#### ACTIVITY:
Scan the entries below for the word "Prints". Copy out every line in which it occurs.

[[ THE DATA, beginning ]]

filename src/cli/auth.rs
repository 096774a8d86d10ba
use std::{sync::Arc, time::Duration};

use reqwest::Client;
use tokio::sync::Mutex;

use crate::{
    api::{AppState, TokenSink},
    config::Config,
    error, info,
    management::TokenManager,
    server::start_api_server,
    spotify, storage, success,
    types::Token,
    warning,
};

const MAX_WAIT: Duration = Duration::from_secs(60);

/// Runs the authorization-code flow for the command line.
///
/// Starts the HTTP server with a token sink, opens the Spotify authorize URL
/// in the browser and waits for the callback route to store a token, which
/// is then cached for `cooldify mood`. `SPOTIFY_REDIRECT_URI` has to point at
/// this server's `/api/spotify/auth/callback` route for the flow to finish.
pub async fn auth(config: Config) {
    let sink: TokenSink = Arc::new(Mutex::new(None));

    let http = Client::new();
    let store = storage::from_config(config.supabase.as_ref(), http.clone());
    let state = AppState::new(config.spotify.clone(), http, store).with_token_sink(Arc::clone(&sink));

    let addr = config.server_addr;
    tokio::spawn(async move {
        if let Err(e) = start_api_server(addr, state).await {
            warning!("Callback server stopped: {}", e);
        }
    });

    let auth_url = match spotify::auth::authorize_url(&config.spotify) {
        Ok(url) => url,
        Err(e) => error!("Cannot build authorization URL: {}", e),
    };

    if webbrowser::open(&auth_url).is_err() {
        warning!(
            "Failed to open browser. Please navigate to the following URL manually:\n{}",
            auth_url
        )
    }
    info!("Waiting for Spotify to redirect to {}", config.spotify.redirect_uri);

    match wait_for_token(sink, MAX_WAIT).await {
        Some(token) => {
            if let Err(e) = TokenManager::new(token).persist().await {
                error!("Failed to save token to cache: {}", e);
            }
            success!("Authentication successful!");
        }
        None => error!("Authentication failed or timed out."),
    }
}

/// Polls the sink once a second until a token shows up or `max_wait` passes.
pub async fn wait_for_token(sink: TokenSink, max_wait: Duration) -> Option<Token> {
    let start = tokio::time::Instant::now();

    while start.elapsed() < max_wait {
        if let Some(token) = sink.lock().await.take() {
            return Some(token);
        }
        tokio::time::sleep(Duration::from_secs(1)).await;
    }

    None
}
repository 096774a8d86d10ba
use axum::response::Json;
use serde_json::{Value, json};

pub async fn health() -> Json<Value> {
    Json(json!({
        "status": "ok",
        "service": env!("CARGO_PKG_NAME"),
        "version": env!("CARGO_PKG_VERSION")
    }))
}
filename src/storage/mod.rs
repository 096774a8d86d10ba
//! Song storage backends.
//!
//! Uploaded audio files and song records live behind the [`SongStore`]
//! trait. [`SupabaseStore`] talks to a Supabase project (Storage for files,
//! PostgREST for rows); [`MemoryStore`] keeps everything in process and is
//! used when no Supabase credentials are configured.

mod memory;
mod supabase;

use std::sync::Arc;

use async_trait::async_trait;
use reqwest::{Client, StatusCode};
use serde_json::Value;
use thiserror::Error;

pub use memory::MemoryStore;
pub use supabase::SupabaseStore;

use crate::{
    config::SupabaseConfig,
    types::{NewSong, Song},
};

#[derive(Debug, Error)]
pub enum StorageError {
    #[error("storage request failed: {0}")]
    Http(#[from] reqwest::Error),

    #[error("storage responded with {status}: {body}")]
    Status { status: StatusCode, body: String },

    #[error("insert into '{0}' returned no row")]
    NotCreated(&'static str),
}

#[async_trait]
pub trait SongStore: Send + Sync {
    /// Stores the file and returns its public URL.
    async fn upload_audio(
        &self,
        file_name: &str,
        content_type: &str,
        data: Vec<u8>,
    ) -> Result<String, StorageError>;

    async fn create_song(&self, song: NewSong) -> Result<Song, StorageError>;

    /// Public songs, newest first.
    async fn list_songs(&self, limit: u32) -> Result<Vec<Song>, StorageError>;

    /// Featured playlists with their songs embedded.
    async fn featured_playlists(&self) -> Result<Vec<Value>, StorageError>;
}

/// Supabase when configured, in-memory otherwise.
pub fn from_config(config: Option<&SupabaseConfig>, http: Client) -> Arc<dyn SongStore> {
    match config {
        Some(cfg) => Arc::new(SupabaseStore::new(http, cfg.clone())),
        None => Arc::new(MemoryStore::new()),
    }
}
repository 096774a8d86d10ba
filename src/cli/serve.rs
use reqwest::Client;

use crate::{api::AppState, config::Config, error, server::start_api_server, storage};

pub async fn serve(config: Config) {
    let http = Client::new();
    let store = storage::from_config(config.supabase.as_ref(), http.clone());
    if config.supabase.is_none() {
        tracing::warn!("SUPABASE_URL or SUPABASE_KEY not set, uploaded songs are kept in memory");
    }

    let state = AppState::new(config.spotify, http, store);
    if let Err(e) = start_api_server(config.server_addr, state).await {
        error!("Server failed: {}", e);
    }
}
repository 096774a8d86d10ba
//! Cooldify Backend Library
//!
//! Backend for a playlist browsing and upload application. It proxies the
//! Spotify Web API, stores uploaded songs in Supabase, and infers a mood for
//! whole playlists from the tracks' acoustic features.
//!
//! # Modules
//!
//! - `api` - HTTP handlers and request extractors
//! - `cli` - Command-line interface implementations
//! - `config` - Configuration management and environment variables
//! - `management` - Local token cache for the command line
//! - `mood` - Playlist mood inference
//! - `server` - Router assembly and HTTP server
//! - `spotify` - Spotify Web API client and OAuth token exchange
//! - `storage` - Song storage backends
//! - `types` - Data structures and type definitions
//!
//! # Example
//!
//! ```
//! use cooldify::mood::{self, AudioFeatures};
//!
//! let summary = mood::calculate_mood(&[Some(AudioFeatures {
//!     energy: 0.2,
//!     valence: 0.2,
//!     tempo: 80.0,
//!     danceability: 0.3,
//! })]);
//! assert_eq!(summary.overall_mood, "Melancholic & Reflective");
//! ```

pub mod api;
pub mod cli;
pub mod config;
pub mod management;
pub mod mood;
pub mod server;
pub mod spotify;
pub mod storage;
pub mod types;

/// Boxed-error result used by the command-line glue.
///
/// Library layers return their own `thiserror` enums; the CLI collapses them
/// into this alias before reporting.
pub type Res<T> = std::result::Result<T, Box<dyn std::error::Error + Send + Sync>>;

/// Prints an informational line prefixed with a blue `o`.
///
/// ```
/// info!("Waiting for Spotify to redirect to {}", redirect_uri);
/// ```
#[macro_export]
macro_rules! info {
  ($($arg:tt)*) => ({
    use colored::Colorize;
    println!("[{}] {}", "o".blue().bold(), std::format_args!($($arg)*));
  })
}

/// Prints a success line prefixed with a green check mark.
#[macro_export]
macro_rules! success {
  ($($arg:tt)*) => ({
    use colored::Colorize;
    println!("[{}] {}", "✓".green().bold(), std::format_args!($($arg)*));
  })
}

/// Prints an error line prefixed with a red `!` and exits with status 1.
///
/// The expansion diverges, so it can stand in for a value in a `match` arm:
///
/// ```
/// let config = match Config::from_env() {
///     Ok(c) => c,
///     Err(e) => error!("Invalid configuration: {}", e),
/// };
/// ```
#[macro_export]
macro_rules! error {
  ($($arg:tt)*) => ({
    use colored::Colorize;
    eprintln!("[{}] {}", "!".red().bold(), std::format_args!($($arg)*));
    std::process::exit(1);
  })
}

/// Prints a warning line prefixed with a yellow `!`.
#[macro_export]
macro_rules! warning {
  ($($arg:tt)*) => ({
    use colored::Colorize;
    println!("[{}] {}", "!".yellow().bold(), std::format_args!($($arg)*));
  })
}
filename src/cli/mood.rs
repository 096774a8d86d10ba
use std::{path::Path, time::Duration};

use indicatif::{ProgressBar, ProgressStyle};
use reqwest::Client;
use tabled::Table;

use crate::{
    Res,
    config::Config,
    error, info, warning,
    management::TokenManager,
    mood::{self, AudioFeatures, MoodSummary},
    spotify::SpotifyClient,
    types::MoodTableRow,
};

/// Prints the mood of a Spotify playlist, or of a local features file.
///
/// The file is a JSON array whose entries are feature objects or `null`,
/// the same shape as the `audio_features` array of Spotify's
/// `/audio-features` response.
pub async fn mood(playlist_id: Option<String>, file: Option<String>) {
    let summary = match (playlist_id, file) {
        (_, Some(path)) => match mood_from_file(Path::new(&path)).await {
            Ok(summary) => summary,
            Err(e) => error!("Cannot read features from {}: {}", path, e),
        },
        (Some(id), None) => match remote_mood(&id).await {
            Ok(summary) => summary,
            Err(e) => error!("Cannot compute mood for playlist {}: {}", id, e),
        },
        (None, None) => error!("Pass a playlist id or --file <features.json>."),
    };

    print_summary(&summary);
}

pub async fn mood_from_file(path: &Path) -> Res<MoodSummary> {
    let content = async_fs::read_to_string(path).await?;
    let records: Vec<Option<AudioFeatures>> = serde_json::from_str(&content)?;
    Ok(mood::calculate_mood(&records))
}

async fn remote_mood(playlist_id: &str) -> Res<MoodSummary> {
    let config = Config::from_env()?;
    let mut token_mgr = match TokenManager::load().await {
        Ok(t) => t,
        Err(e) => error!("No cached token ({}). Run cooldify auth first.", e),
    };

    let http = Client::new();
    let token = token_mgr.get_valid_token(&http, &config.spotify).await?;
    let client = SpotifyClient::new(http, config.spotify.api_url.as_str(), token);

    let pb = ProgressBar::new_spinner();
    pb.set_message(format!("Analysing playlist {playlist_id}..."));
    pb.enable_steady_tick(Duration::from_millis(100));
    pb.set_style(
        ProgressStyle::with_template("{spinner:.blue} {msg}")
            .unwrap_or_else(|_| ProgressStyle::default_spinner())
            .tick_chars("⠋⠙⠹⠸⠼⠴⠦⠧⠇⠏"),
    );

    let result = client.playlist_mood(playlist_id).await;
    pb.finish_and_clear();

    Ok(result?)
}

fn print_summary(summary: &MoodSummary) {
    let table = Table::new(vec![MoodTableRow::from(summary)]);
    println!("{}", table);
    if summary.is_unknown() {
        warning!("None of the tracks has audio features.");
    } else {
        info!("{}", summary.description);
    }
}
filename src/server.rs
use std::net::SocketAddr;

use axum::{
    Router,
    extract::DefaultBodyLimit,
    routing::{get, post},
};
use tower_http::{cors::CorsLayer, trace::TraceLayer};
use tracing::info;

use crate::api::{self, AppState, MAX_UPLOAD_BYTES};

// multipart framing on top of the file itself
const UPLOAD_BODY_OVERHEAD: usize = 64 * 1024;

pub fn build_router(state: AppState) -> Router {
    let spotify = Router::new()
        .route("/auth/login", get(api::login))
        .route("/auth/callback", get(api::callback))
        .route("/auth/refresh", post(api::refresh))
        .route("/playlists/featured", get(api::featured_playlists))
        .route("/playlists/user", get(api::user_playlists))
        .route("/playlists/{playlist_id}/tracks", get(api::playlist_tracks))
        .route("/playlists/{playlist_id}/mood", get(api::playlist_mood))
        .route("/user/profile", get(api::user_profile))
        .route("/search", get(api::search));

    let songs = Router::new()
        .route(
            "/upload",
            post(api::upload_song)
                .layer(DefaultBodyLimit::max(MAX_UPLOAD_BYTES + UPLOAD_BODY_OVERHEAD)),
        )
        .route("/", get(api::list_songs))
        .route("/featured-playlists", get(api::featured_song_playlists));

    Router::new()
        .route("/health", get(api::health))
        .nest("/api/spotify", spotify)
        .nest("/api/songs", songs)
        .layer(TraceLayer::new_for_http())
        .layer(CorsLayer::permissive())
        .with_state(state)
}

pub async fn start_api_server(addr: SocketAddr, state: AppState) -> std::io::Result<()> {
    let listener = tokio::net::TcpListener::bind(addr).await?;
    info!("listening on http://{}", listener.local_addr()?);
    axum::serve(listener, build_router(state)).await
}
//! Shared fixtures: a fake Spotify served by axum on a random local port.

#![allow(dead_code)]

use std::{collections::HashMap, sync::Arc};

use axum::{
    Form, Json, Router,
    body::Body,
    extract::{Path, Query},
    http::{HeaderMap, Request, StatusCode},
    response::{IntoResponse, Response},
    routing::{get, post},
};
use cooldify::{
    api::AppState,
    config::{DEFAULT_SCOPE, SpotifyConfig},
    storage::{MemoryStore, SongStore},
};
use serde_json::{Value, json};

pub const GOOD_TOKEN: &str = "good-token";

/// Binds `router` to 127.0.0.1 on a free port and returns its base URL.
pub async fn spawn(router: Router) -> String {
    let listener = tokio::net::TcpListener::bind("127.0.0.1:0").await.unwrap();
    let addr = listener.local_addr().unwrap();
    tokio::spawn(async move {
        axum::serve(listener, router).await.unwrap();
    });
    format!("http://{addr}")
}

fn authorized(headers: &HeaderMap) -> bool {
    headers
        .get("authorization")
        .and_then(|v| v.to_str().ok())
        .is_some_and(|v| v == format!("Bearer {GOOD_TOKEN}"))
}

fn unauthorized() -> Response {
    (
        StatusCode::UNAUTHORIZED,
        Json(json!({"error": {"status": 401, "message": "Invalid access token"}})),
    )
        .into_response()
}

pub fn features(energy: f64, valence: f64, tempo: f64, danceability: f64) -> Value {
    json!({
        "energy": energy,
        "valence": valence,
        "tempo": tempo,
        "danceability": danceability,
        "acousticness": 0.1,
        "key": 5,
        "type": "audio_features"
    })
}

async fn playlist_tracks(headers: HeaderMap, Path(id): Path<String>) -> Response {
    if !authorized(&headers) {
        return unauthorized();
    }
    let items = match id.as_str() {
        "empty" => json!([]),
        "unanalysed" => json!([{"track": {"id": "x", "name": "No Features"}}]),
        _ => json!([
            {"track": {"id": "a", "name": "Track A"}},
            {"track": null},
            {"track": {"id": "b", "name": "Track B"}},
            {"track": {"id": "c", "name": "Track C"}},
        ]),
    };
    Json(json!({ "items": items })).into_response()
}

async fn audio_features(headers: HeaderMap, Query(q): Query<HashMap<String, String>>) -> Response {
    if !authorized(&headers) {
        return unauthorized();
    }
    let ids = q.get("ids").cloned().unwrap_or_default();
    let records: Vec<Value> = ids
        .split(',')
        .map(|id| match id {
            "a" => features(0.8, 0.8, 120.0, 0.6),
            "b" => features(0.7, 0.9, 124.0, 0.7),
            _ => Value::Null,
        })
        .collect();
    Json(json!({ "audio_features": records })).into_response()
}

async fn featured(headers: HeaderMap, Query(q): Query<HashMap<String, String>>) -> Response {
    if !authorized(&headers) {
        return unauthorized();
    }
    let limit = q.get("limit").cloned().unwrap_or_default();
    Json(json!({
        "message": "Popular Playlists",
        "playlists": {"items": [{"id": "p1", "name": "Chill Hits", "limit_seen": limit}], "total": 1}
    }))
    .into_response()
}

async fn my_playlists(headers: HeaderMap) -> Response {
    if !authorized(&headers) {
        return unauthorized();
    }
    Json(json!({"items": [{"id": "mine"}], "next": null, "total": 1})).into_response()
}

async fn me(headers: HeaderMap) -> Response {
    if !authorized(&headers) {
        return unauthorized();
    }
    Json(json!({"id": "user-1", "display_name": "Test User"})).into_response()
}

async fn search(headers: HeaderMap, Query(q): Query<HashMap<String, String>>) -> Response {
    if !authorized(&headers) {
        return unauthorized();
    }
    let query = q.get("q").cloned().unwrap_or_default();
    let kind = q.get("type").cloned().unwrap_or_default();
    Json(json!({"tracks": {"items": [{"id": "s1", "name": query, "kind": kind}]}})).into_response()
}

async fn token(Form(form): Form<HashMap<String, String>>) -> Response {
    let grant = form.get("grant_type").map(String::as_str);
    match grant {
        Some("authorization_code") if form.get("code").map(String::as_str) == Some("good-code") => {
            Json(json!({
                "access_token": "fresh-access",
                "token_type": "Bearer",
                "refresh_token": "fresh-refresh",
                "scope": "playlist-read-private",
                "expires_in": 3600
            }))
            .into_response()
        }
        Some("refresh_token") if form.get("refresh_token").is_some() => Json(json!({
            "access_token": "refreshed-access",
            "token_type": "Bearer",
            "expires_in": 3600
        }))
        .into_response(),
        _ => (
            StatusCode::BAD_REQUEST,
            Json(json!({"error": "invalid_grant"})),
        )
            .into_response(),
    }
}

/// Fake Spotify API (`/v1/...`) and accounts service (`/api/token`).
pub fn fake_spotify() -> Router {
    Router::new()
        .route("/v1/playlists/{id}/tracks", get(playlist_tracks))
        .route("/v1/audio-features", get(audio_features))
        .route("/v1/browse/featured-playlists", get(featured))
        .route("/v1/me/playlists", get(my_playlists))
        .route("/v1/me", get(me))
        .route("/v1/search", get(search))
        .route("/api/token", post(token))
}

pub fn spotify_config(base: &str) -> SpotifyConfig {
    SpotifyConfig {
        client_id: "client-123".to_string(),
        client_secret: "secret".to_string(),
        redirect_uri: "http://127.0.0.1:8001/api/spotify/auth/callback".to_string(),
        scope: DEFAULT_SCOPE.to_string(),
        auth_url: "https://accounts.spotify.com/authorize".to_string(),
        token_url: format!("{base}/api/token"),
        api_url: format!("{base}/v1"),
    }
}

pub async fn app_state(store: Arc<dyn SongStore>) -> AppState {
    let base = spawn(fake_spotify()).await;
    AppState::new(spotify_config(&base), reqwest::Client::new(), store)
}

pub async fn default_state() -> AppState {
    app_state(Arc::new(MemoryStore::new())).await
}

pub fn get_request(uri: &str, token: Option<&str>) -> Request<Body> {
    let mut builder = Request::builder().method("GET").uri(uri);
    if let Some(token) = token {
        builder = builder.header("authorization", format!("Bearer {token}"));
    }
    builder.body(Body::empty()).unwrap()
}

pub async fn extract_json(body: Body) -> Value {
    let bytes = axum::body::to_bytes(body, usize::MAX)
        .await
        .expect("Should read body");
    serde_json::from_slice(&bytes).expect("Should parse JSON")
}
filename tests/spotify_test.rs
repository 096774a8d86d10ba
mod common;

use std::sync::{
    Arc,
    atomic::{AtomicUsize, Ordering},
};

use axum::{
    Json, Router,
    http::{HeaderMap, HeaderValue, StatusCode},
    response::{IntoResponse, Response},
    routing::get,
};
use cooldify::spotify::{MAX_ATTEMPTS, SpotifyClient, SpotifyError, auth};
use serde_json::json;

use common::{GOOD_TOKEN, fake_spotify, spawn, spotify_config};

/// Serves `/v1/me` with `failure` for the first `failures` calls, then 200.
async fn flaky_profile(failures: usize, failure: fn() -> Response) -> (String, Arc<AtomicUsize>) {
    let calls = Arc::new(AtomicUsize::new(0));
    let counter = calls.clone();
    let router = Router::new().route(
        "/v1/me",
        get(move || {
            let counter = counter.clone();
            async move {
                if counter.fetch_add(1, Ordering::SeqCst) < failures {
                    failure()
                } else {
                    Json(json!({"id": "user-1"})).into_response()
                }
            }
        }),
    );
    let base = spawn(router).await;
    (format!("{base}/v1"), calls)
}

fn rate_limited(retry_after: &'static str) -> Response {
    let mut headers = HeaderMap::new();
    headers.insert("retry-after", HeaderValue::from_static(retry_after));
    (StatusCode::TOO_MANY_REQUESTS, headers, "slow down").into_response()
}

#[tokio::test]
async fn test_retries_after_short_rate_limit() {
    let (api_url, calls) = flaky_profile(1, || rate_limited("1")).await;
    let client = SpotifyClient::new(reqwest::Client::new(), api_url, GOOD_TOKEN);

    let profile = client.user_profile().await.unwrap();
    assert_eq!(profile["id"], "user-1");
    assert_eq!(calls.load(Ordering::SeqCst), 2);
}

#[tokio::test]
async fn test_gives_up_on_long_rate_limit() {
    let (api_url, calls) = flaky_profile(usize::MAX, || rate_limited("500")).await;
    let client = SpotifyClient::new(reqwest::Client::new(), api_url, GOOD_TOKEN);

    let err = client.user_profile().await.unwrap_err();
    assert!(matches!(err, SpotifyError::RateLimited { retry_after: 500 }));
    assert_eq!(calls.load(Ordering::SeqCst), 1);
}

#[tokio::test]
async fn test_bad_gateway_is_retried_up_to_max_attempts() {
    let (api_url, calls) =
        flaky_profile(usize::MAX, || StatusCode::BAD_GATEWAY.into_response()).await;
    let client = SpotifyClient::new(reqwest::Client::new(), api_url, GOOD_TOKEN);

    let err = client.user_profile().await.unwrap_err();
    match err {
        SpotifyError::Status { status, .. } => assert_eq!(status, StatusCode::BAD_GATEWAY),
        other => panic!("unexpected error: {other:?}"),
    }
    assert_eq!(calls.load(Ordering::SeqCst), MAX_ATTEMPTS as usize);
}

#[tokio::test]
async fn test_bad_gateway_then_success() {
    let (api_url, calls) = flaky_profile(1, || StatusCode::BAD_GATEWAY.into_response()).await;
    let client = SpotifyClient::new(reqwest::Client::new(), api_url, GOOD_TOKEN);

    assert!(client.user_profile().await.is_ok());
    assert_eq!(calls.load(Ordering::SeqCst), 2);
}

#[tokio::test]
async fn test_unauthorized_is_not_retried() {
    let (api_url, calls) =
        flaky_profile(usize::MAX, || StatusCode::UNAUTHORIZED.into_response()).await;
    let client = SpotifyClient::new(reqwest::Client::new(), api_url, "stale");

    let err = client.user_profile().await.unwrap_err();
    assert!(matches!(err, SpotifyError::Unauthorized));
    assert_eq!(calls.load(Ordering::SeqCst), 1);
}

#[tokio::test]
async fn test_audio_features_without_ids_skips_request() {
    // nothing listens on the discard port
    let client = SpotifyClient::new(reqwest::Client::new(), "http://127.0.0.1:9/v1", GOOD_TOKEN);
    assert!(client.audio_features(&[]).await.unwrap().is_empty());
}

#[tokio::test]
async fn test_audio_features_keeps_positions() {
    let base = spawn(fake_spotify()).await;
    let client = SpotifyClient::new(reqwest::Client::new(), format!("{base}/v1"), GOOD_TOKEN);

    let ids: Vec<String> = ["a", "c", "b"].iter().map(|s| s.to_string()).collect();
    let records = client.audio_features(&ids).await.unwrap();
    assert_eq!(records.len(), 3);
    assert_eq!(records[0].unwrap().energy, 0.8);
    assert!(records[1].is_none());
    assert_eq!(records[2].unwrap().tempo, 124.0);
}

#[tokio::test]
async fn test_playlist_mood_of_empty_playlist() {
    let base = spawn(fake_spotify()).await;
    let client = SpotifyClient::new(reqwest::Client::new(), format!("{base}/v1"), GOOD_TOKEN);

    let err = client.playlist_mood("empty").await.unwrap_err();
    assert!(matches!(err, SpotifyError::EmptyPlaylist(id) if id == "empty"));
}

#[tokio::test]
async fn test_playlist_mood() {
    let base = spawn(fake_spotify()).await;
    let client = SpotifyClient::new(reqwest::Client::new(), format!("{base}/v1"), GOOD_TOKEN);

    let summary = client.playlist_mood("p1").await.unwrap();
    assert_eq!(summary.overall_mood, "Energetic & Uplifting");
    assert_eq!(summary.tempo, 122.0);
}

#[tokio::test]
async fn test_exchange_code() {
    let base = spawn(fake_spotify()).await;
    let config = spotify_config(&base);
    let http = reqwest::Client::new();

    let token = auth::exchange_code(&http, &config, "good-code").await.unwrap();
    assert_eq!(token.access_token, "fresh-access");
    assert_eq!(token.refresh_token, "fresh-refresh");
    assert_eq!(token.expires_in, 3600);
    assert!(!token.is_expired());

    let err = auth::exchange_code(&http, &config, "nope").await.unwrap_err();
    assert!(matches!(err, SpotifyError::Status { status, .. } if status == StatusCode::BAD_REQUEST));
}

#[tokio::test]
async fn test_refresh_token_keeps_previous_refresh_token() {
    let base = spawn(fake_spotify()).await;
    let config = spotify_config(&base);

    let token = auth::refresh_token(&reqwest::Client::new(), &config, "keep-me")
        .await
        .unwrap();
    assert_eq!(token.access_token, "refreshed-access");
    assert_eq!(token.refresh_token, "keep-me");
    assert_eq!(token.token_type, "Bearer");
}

[[ THE DATA, end ]]

#### SOLUTION FOR THIS PROBLEM:
/// Prints an informational line prefixed with a blue `o`.
/// Prints a success line prefixed with a green check mark.
/// Prints an error line prefixed with a red `!` and exits with status 1.
/// Prints a warning line prefixed with a yellow `!`.
/// Prints the mood of a Spotify playlist, or of a local features file.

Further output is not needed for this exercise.